[net.lang.c] The cost of large uninitialized static/global arrays

petera@utcsri.UUCP (Smith) (05/21/86)

     If you are programming in C and are worried about the size of
your executable file and the time required to load this file off disk
ie as with an editor or other frequently used utility, consider a
reasonably large C program with a declaration of a global or static
array which is pretty big relative to the size of the executable 
program. For example consider a program of around 80K with a 64K
array declared but uninitialized until run time eg: something like:

     char *bigarray[16384];  

     Depending on the linker/loader/compiler we may end up with the
executable program occupying 80K+64K on disk.
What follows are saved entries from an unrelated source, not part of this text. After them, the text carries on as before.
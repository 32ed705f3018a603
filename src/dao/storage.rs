use std::error::Error;
use thiserror::Error;

/// Result alias for storage operations.
pub type StorageResult<T> = Result<T, StorageError>;

/// Error raised by storage backends regardless of the underlying database.
#[derive(Debug, Error)]
pub enum StorageError {
    #[error("storage unavailable: {message}")]
    Unavailable {
        message: String,
        #[source]
        source: Box<dyn Error + Send + Sync>,
    },
    #[error("stale write rejected for {entity}")]
    Conflict { entity: &'static str },
}

impl StorageError {
    /// Construct an unavailable error from any backend failure.
    pub fn unavailable(message: String, source: impl Error + Send + Sync + 'static) -> Self {
        StorageError::Unavailable {
            message,
            source: Box::new(source),
        }
    }

    /// Construct a conflict error for a versioned entity whose stored
    /// revision no longer matches the caller's snapshot.
    pub fn conflict(entity: &'static str) -> Self {
        StorageError::Conflict { entity }
    }
}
Where 64K of the disk 
space is NULL. Hence everytime we execute it, it takes nearly twice
as long to load off disk! And, what does it do during that time? It loads
NULL's into memory! What a complete waste of time and space. Especially
if you are executing the program frequently, nearly half of the load
time is wasted, not to mention nearly half the space occupied by each 
copy of the dormant executable file. 

     While this may be obvious to many experienced assembly language
programmers, it may not be obvious to other programmers. I had learnt
the lesson while programming in 8080 for my old H-8 where memory and
disk space were scarce but had completely forgotten about it because
of the large amount of memory now available on most machines. It only
just hit me again when I happened to look at a uuencoded copy of one of my 
programs. The uuencoding was nearly all blanks ie compressed NULLs.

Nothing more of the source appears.